Liverpool acelera por Barcola: operación récord para el relevo de Salah
Liverpool ha elegido objetivo. Y ha pisado el acelerador. Según desvela la BBC, el club de Anfield ha decidido ir con todo a por Bradley Barcola y ya prepara una primera oferta formal por el extremo de Paris Saint-Germain, señalado internamente como la opción número uno para cubrir el vacío que dejó la salida de Mohamed Salah al final de la pasada temporada.
De Diomande a Barcola: giro brusco en el plan de ataque
El plan inicial de Liverpool pasaba por Yan Diomande, pero el atacante de RB Leipzig está encaminado a fichar por Real Madrid. Ese movimiento ha obligado al club inglés a reordenar prioridades y volcarse por completo en Barcola, que a sus 23 años ve cómo su papel en el campeón francés se ha ido diluyendo.
El problema salta a la vista: el precio.

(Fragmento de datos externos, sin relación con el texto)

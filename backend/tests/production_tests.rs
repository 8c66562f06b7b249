//! Production tests
//!
//! Tests for production runs including:
//! - Costing and unit price of the output
//! - Silent clamp of consumed raw materials
//! - New vs existed finished goods
//! - Rollback of the whole run on failure
//! - Range errors from costing arithmetic
//! - Row locks taken in id order

mod common;

use common::{dec, levels, Fixture};
use proptest::prelude::*;
use shared::{
    CreateProductionInput, ExistedProductionInput, NewProductionInput, ProductionMaterialLine,
};
use stock_ledger_backend::error::AppError;
use stock_ledger_backend::services::ProductionService;
use stock_ledger_backend::store::Step;
use uuid::Uuid;

fn material(raw_material_id: Uuid, quantity: &str, price: &str) -> ProductionMaterialLine {
    ProductionMaterialLine {
        raw_material_id,
        quantity_used: dec(quantity),
        price_per_unit: dec(price),
    }
}

fn new_run(outlet_id: Uuid, amount: &str, products: Vec<ProductionMaterialLine>) -> CreateProductionInput {
    CreateProductionInput::New(NewProductionInput {
        outlet_id,
        finished_name: "Bread".to_string(),
        finished_sku: Some("BR-01".to_string()),
        finished_unit: "pcs".to_string(),
        finished_amount: dec(amount),
        products,
    })
}

fn existed_run(
    outlet_id: Uuid,
    finished_good_id: Uuid,
    amount: &str,
    products: Vec<ProductionMaterialLine>,
) -> CreateProductionInput {
    CreateProductionInput::Existed(ExistedProductionInput {
        outlet_id,
        finished_good_id,
        finished_amount: dec(amount),
        products,
    })
}
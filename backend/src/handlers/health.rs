//! Health check handlers

use axum::{extract::State, Json};
use serde::Serialize;

use crate::{store::LedgerStore, AppState};

#[derive(Serialize)]
pub struct HealthResponse {
    pub status: String,
    pub version: String,
    pub database: String,
}

/// Health check endpoint handler
pub async fn health_check<S: LedgerStore>(State(state): State<AppState<S>>) -> Json<HealthResponse> {
    // Check database connectivity
    let db_status = match state.store.ping().await {
        Ok(()) => "connected".to_string(),
        Err(_) => "disconnected".to_string(),
    };

    Json(HealthResponse {
        status: "healthy".to_string(),
        version: env!("CARGO_PKG_VERSION").to_string(),
        database: db_status,
    })
}
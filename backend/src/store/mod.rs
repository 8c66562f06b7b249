//! Persistence seam for the ledger engine
//!
//! A [`LedgerStore`] hands out [`LedgerTx`] units of work. Every locking read
//! and every write of a ledger operation goes through one `LedgerTx`, which is
//! committed or rolled back as a whole by [`settle`].

use std::collections::{BTreeMap, BTreeSet};

use async_trait::async_trait;
use rust_decimal::Decimal;
use shared::{FinishedGoodLevels, LookupKey, RawMaterialCandidate, RawMaterialLevels};
use uuid::Uuid;

use crate::error::AppResult;
use crate::models::{
    FinishedGood, InvoiceItemContext, NewFinishedGood, NewProductionMaterial, NewProductionRun,
    NewPurchaseReturn, NewPurchaseReturnDetail, NewStockIn, NewStockOut, ProductionMaterial,
    ProductionRun, ProductionRunDetail, PurchaseReturn, PurchaseReturnDetail,
    PurchaseReturnWithDetails, RawMaterial, StockIn, StockOut,
};

#[cfg(any(test, feature = "test-util"))]
pub mod memory;
pub mod postgres;

#[cfg(any(test, feature = "test-util"))]
pub use memory::{MemoryLedgerStore, MemoryLedgerTx, Step};
pub use postgres::{PgLedgerStore, PgLedgerTx};

/// Handle to the ledger database
#[async_trait]
pub trait LedgerStore: Clone + Send + Sync + 'static {
    type Tx: LedgerTx;

    /// Open a unit of work
    async fn begin(&self) -> AppResult<Self::Tx>;

    /// Round trip to the database
    async fn ping(&self) -> AppResult<()>;

    /// Whether the outlet exists and belongs to the business
    async fn outlet_exists(&self, business_id: Uuid, outlet_id: Uuid) -> AppResult<bool>;

    async fn list_raw_materials(&self, outlet_id: Uuid) -> AppResult<Vec<RawMaterial>>;

    async fn list_finished_goods(&self, outlet_id: Uuid) -> AppResult<Vec<FinishedGood>>;

    async fn list_stock_outs(&self, outlet_id: Uuid) -> AppResult<Vec<StockOut>>;

    async fn production_run(
        &self,
        business_id: Uuid,
        id: Uuid,
    ) -> AppResult<Option<ProductionRunDetail>>;

    async fn purchase_return(
        &self,
        business_id: Uuid,
        id: Uuid,
    ) -> AppResult<Option<PurchaseReturnWithDetails>>;
}

/// One open transaction. Methods named `lock_*` take a row lock that is held
/// until the transaction ends.
#[async_trait]
pub trait LedgerTx: Send + Sized {
    async fn outlet_in_business(&mut self, business_id: Uuid, outlet_id: Uuid) -> AppResult<bool>;

    // Raw materials

    async fn lock_raw_material(
        &mut self,
        outlet_id: Uuid,
        id: Uuid,
    ) -> AppResult<Option<RawMaterial>>;

    async fn write_raw_material_levels(
        &mut self,
        id: Uuid,
        levels: &RawMaterialLevels,
    ) -> AppResult<()>;

    /// Raw materials of the outlet matching any key of `plan`
    async fn raw_material_candidates(
        &mut self,
        outlet_id: Uuid,
        plan: &[LookupKey],
    ) -> AppResult<Vec<RawMaterialCandidate>>;

    // Finished goods

    async fn lock_finished_good(
        &mut self,
        outlet_id: Uuid,
        id: Uuid,
    ) -> AppResult<Option<FinishedGood>>;

    async fn write_finished_good_levels(
        &mut self,
        id: Uuid,
        levels: &FinishedGoodLevels,
    ) -> AppResult<()>;

    async fn insert_finished_good(&mut self, input: NewFinishedGood) -> AppResult<FinishedGood>;

    // Receiving

    /// Invoice item of `invoice_id`, visible to the business
    async fn invoice_item_context(
        &mut self,
        business_id: Uuid,
        invoice_id: Uuid,
        item_id: Uuid,
    ) -> AppResult<Option<InvoiceItemContext>>;

    async fn insert_stock_in(&mut self, input: NewStockIn) -> AppResult<StockIn>;

    async fn lock_stock_in(&mut self, business_id: Uuid, id: Uuid) -> AppResult<Option<StockIn>>;

    async fn delete_stock_in(&mut self, id: Uuid) -> AppResult<()>;

    // Stock-out

    async fn insert_stock_out(&mut self, input: NewStockOut) -> AppResult<StockOut>;

    async fn lock_stock_out(&mut self, business_id: Uuid, id: Uuid) -> AppResult<Option<StockOut>>;

    async fn delete_stock_out(&mut self, id: Uuid) -> AppResult<()>;

    // Production

    async fn insert_production_run(&mut self, input: NewProductionRun) -> AppResult<ProductionRun>;

    async fn insert_production_material(
        &mut self,
        input: NewProductionMaterial,
    ) -> AppResult<ProductionMaterial>;

    // Purchase returns

    async fn purchase_invoice_in_outlet(
        &mut self,
        outlet_id: Uuid,
        invoice_id: Uuid,
    ) -> AppResult<bool>;

    async fn insert_purchase_return(&mut self, input: NewPurchaseReturn)
        -> AppResult<PurchaseReturn>;

    async fn insert_purchase_return_detail(
        &mut self,
        input: NewPurchaseReturnDetail,
    ) -> AppResult<PurchaseReturnDetail>;

    async fn set_purchase_return_total(&mut self, id: Uuid, total_value: Decimal) -> AppResult<()>;

    async fn lock_purchase_return(
        &mut self,
        business_id: Uuid,
        id: Uuid,
    ) -> AppResult<Option<PurchaseReturn>>;

    async fn purchase_return_details(&mut self, id: Uuid) -> AppResult<Vec<PurchaseReturnDetail>>;

    /// Delete the header and its details
    async fn delete_purchase_return(&mut self, id: Uuid) -> AppResult<()>;

    async fn commit(self) -> AppResult<()>;

    async fn rollback(self) -> AppResult<()>;
}

/// Commit `tx` when `outcome` succeeded, roll it back otherwise.
///
/// The original error is returned even when the rollback itself fails.
pub async fn settle<T, X: LedgerTx>(tx: X, outcome: AppResult<T>) -> AppResult<T> {
    match outcome {
        Ok(value) => {
            tx.commit().await?;
            Ok(value)
        }
        Err(err) => {
            if let Err(rollback_err) = tx.rollback().await {
                tracing::warn!(error = %rollback_err, "Rollback failed");
            }
            Err(err)
        }
    }
}

/// Lock every distinct raw material in `ids`, in ascending id order.
///
/// Concurrent operations touching overlapping rows then acquire them in the
/// same order. Ids with no row in the outlet are left out of the map.
pub async fn lock_raw_materials<X, I>(
    tx: &mut X,
    outlet_id: Uuid,
    ids: I,
) -> AppResult<BTreeMap<Uuid, RawMaterial>>
where
    X: LedgerTx,
    I: IntoIterator<Item = Uuid>,
{
    let ids: BTreeSet<Uuid> = ids.into_iter().collect();
    let mut locked = BTreeMap::new();
    for id in ids {
        if let Some(row) = tx.lock_raw_material(outlet_id, id).await? {
            locked.insert(id, row);
        }
    }
    Ok(locked)
}

/// Finished good counterpart of [`lock_raw_materials`]
pub async fn lock_finished_goods<X, I>(
    tx: &mut X,
    outlet_id: Uuid,
    ids: I,
) -> AppResult<BTreeMap<Uuid, FinishedGood>>
where
    X: LedgerTx,
    I: IntoIterator<Item = Uuid>,
{
    let ids: BTreeSet<Uuid> = ids.into_iter().collect();
    let mut locked = BTreeMap::new();
    for id in ids {
        if let Some(row) = tx.lock_finished_good(outlet_id, id).await? {
            locked.insert(id, row);
        }
    }
    Ok(locked)
}
//! HTTP middleware

pub mod auth;

pub use auth::{auth_middleware, AuthUser, CurrentUser};
//! Scope configuration.

use serde::{Deserialize, Serialize};

use crate::key::FocusKey;

/// Options recognized by a [`FocusScope`](crate::FocusScope).
///
/// Deserializes from partial documents; omitted fields take their defaults.
///
/// ```
/// use horizon_focus::FocusScopeConfig;
///
/// let config = FocusScopeConfig::default()
///     .with_preserve(true)
///     .with_scope_key("toolbar");
/// assert!(config.preserve);
/// ```
#[derive(Debug, Clone, Default, PartialEq, Eq, Serialize, Deserialize)]
#[serde(default)]
pub struct FocusScopeConfig {
    /// Re-focus the active target when a pointer interaction would otherwise
    /// blur it.
    pub preserve: bool,
    /// Stable identifier for the scope. Generated when absent.
    pub scope_key: Option<FocusKey>,
}

impl FocusScopeConfig {
    /// Enable or disable the preserve policy.
    pub fn with_preserve(mut self, preserve: bool) -> Self {
        self.preserve = preserve;
        self
    }

    /// Set the scope key.
    pub fn with_scope_key(mut self, key: impl Into<FocusKey>) -> Self {
        self.scope_key = Some(key.into());
        self
    }

    /// The configured key, or a freshly generated one.
    pub(crate) fn resolve_key(&self) -> FocusKey {
        self.scope_key.clone().unwrap_or_else(FocusKey::random)
    }
}

#[cfg(test)]
mod tests {
    use super::*;

    #[test]
    fn test_defaults() {
        let config = FocusScopeConfig::default();
        assert!(!config.preserve);
        assert!(config.scope_key.is_none());
    }

    #[test]
    fn test_generated_key_when_absent() {
        let config = FocusScopeConfig::default();
        assert_ne!(config.resolve_key(), config.resolve_key());
        let keyed = config.with_scope_key("palette");
        assert_eq!(keyed.resolve_key(), FocusKey::from("palette"));
    }

    #[test]
    fn test_deserialize_partial_document() {
        let config: FocusScopeConfig = serde_json::from_str(r#"{ "preserve": true }"#)
            .expect("valid config");
        assert!(config.preserve);
        assert!(config.scope_key.is_none());

        let config: FocusScopeConfig =
            serde_json::from_str(r#"{ "scope_key": "menu" }"#).expect("valid config");
        assert!(!config.preserve);
        assert_eq!(config.scope_key, Some(FocusKey::from("menu")));
    }
}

Paris Saint-Germain ha fijado una tasación en torno a los 145 millones de libras, una cifra que no solo pulverizaría el récord de traspaso en Reino Unido, sino que también pondría a prueba los límites económicos y estratégicos de Liverpool en plena reconstrucción ofensiva.

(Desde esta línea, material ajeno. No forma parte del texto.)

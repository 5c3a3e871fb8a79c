//! Containment resolution: which registered target owns an element.

use crate::host::{Element, FocusHost};
use crate::registry::{TargetId, TargetRegistry};

/// Resolve `element` to the innermost registered target containing it.
///
/// A target contains an element when its handle is the element or an
/// ancestor of it. With nested targets, the candidate that lies inside every
/// other candidate wins, independent of registration order. Cost is one
/// containment query per registered target plus one per candidate.
pub fn resolve<E, H>(registry: &TargetRegistry<E>, host: &H, element: &E) -> Option<TargetId>
where
    E: Element,
    H: FocusHost<E> + ?Sized,
{
    let mut best: Option<(TargetId, &E)> = None;
    for (id, target) in registry.iter() {
        if target.handle != *element && !host.contains(&target.handle, element) {
            continue;
        }
        best = match best {
            Some((_, current)) if !host.contains(current, &target.handle) => best,
            _ => Some((id, &target.handle)),
        };
    }
    best.map(|(id, _)| id)
}

#[cfg(test)]
mod tests {
    use super::*;
    use crate::key::FocusKey;
    use std::collections::HashMap;

    /// Parent links: child -> parent.
    struct Tree(HashMap<u32, u32>);

    impl FocusHost<u32> for Tree {
        fn contains(&self, ancestor: &u32, node: &u32) -> bool {
            let mut cursor = Some(*node);
            while let Some(current) = cursor {
                if current == *ancestor {
                    return true;
                }
                cursor = self.0.get(&current).copied();
            }
            false
        }

        fn focus(&self, _element: &u32) {}
    }

    // 1 ─┬─ 2 ── 3 ── 4
    //    └─ 5
    fn tree() -> Tree {
        Tree(HashMap::from([(2, 1), (3, 2), (4, 3), (5, 1)]))
    }

    #[test]
    fn test_exact_and_descendant_match() {
        let mut registry = TargetRegistry::new();
        let a = registry.register(2, FocusKey::from("a")).expect("fresh");
        let b = registry.register(5, FocusKey::from("b")).expect("fresh");
        let host = tree();

        assert_eq!(resolve(&registry, &host, &2), Some(a));
        assert_eq!(resolve(&registry, &host, &4), Some(a));
        assert_eq!(resolve(&registry, &host, &5), Some(b));
        assert_eq!(resolve(&registry, &host, &1), None);
    }

    #[test]
    fn test_innermost_wins_regardless_of_order() {
        let host = tree();

        let mut outer_first = TargetRegistry::new();
        outer_first.register(2, FocusKey::from("outer")).expect("fresh");
        let inner = outer_first.register(3, FocusKey::from("inner")).expect("fresh");
        assert_eq!(resolve(&outer_first, &host, &4), Some(inner));

        let mut inner_first = TargetRegistry::new();
        let inner = inner_first.register(3, FocusKey::from("inner")).expect("fresh");
        inner_first.register(2, FocusKey::from("outer")).expect("fresh");
        inner_first.register(1, FocusKey::from("root")).expect("fresh");
        assert_eq!(resolve(&inner_first, &host, &4), Some(inner));
    }

    #[test]
    fn test_empty_registry() {
        let registry = TargetRegistry::<u32>::new();
        assert_eq!(resolve(&registry, &tree(), &4), None);
    }
}
//! Error types for the focus engine.

use crate::key::FocusKey;

/// Result type alias for focus operations.
pub type Result<T> = std::result::Result<T, FocusError>;

/// Errors surfaced by misuse of the registration and scope APIs.
///
/// Focus tracking itself has no failure mode: an event that resolves to no
/// registered target is a valid transition, not an error.
#[derive(Debug, Clone, PartialEq, Eq, thiserror::Error)]
pub enum FocusError {
    /// The handle is already registered in this scope.
    #[error("Element is already registered as focus target '{key}'")]
    DuplicateHandle {
        /// Key of the target that already owns the handle.
        key: FocusKey,
    },

    /// A scope operation was invoked with no enclosing scope.
    #[error("No focus scope is active")]
    NoActiveScope,
}

impl FocusError {
    /// Create a duplicate handle error.
    pub fn duplicate_handle(key: impl Into<FocusKey>) -> Self {
        Self::DuplicateHandle { key: key.into() }
    }
}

Un jugador decidido a salir… y a vestirse de rojo
Barcola tiene contrato hasta 2028, dos años más de vínculo por delante, pero su voluntad apunta en otra dirección. El francés quiere marcharse. Y quiere hacerlo a Anfield.
El extremo se ha visto relegado a un papel secundario en los partidos clave, demasiados minutos saliendo desde el banquillo para un futbolista que se siente preparado para asumir galones. Esa frustración ha ido creciendo hasta transformarse en una decisión firme: buscar un nuevo escenario, un contexto donde arrancar como titular de forma habitual y medir su nivel en la Premier League.

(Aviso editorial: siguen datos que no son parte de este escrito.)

//! Registration-free focus tracking for a single region.
//!
//! [`LocalFocus`] answers "which element inside this root holds focus" with
//! no target registry, no preserve policy and no pointer tracking. Losses are
//! deferred to the next tick exactly like a [`FocusScope`](crate::FocusScope)
//! so focus moving between two children never reports an intermediate `None`.

use std::fmt;
use std::sync::{Arc, Weak};

use horizon_focus_core::{ConnectionId, Signal};
use parking_lot::Mutex;

use crate::deferred::{DeferredResolution, Generation};
use crate::event::{FocusInEvent, FocusOutEvent};
use crate::host::{DeferredTask, Element, EventScheduler, FocusHost};

struct LocalState<E> {
    focused: Option<E>,
    deferred: DeferredResolution,
}

struct LocalInner<E: Element> {
    root: E,
    host: Arc<dyn FocusHost<E>>,
    scheduler: Arc<dyn EventScheduler>,
    state: Mutex<LocalState<E>>,
    changed: Signal<Option<E>>,
}

impl<E: Element> Drop for LocalInner<E> {
    fn drop(&mut self) {
        self.state.get_mut().deferred.cancel(&*self.scheduler);
    }
}

/// Tracks the focused element inside one root.
pub struct LocalFocus<E: Element> {
    inner: Arc<LocalInner<E>>,
}

impl<E: Element> Clone for LocalFocus<E> {
    fn clone(&self) -> Self {
        Self {
            inner: self.inner.clone(),
        }
    }
}

impl<E: Element> LocalFocus<E> {
    /// Track focus inside `root`.
    pub fn new(root: E, host: Arc<dyn FocusHost<E>>, scheduler: Arc<dyn EventScheduler>) -> Self {
        Self {
            inner: Arc::new(LocalInner {
                root,
                host,
                scheduler,
                state: Mutex::new(LocalState {
                    focused: None,
                    deferred: DeferredResolution::new(),
                }),
                changed: Signal::new(),
            }),
        }
    }

    /// The root element.
    pub fn root(&self) -> &E {
        &self.inner.root
    }

    /// The focused element inside the root, if any.
    pub fn focused(&self) -> Option<E> {
        self.inner.state.lock().focused.clone()
    }

    /// Whether anything inside the root holds focus.
    pub fn is_focused(&self) -> bool {
        self.inner.state.lock().focused.is_some()
    }

    /// Subscribe to changes of the focused element.
    pub fn subscribe<F>(&self, slot: F) -> ConnectionId
    where
        F: Fn(&Option<E>) + Send + Sync + 'static,
    {
        self.inner.changed.connect(slot)
    }

    /// Remove a subscription.
    pub fn unsubscribe(&self, id: ConnectionId) -> bool {
        self.inner.changed.disconnect(id)
    }

    /// Handle a capturing focus-in observed at the root.
    pub fn on_focus_in(&self, event: &FocusInEvent<E>) {
        let changed = {
            let mut state = self.inner.state.lock();
            state.deferred.cancel(&*self.inner.scheduler);
            Self::replace(&mut state, Some(event.target.clone()))
        };
        self.publish(changed);
    }

    /// Handle a capturing focus-out observed at the root.
    pub fn on_focus_out(&self, event: &FocusOutEvent<E>) {
        let changed = {
            let mut state = self.inner.state.lock();
            if state.focused.is_none() {
                return;
            }
            match &event.related {
                Some(related) if self.inner.host.contains(&self.inner.root, related) => {
                    state.deferred.cancel(&*self.inner.scheduler);
                    Self::replace(&mut state, Some(related.clone()))
                }
                _ => {
                    let local = Arc::downgrade(&self.inner);
                    state
                        .deferred
                        .schedule(&*self.inner.scheduler, move |generation| -> DeferredTask {
                            Box::new(move || Self::resolve_loss(&local, generation))
                        });
                    None
                }
            }
        };
        self.publish(changed);
    }

    fn resolve_loss(local: &Weak<LocalInner<E>>, generation: Generation) {
        let Some(inner) = local.upgrade() else {
            return;
        };
        let local = Self { inner };
        let changed = {
            let mut state = local.inner.state.lock();
            if !state.deferred.settle(generation) {
                return;
            }
            Self::replace(&mut state, None)
        };
        local.publish(changed);
    }

    /// Store `focused`. Returns the value to publish if it changed.
    fn replace(state: &mut LocalState<E>, focused: Option<E>) -> Option<Option<E>> {
        if state.focused == focused {
            return None;
        }
        state.focused = focused.clone();
        Some(focused)
    }

    fn publish(&self, changed: Option<Option<E>>) {
        if let Some(focused) = changed {
            tracing::trace!(target: "horizon_focus::local", root = ?self.inner.root, ?focused, "local focus changed");
            self.inner.changed.emit(focused);
        }
    }
}

impl<E: Element> fmt::Debug for LocalFocus<E> {
    fn fmt(&self, f: &mut fmt::Formatter<'_>) -> fmt::Result {
        f.debug_struct("LocalFocus")
            .field("root", &self.inner.root)
            .field("focused", &self.focused())
            .finish()
    }
}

En los últimos días, Barcola mantuvo conversaciones directas y positivas con el técnico Andoni Iraola y con varios ejecutivos del club inglés. Sobre la mesa, un proyecto claro y una intención rotunda por parte del jugador: no tiene intención de ampliar su contrato con Paris Saint-Germain. El acuerdo, al menos en términos personales, está encarrilado.
El muro de los 145 millones
Ahí empieza la verdadera batalla. El entendimiento con el futbolista no resuelve la parte más espinosa de la operación: el dinero.
Liverpool aspira a cerrar el fichaje cerca de los 100 millones de libras, una cantidad ya enorme, pero sensiblemente por debajo de las exigencias de Paris Saint-Germain. En los despachos del Parque de los Príncipes se mantienen firmes en los 145 millones. Sin rebajas, sin atajos.
El resultado es un pulso financiero de alto voltaje. Por un lado, un club inglés que no quiere romper su estructura salarial ni su lógica de mercado. Por otro, un gigante francés que no siente urgencia por vender y que, pese al deseo del jugador, se agarra a su posición de fuerza contractual.
La baza de Liverpool: el deseo del jugador
En este tablero, la principal ventaja de Liverpool no está en el balance contable, sino en la voluntad del propio Barcola. El atacante ya ha elegido destino. Y esa preferencia pesa en cualquier negociación moderna.
Su acuerdo verbal con el club de Anfield envía un mensaje nítido a Paris Saint-Germain: retener a un futbolista que no quiere renovar y que ha marcado públicamente su salida como “siguiente paso” en su carrera puede convertirse en un problema a medio plazo. El jugador confía en que esa postura termine empujando la operación hacia un punto intermedio en el que las tres partes puedan moverse.
De momento, no hay contratos firmados ni documentos oficiales, solo un principio de entendimiento y una hoja de ruta. Pero la dirección es clara.
Primer asalto: la oferta que medirá la resistencia del PSG
Liverpool presentará en los próximos días su oferta inicial. Será el primer test real a la resistencia de Paris Saint-Germain y el primer indicador de hasta dónde está dispuesto a llegar el club inglés para asegurarse a Barcola como heredero de Salah en el costado derecho.
Nadie en Anfield espera un acuerdo rápido. La previsión es que las conversaciones se alarguen, que haya contraofertas, que el precio baile durante semanas. El club está preparado para seguir negociando, estirando la propuesta, siempre dentro de unos márgenes que no dinamicen su planificación global.
El riesgo también está claro: si el campeón francés se aferra de manera inamovible a los 145 millones de libras y no aparece una zona de compromiso, Liverpool tendrá que levantarse de la mesa y abrir otro frente para reforzar su ataque.
Por ahora, el escenario es simple y tenso a la vez: un jugador decidido a cruzar el Canal, un club inglés que ve en él el nuevo rostro de su ataque y un gigante francés que solo se moverá si la cifra rompe moldes. La pregunta es cuánto está dispuesto a pagar Liverpool para que el relevo de Salah lleve el nombre de Bradley Barcola.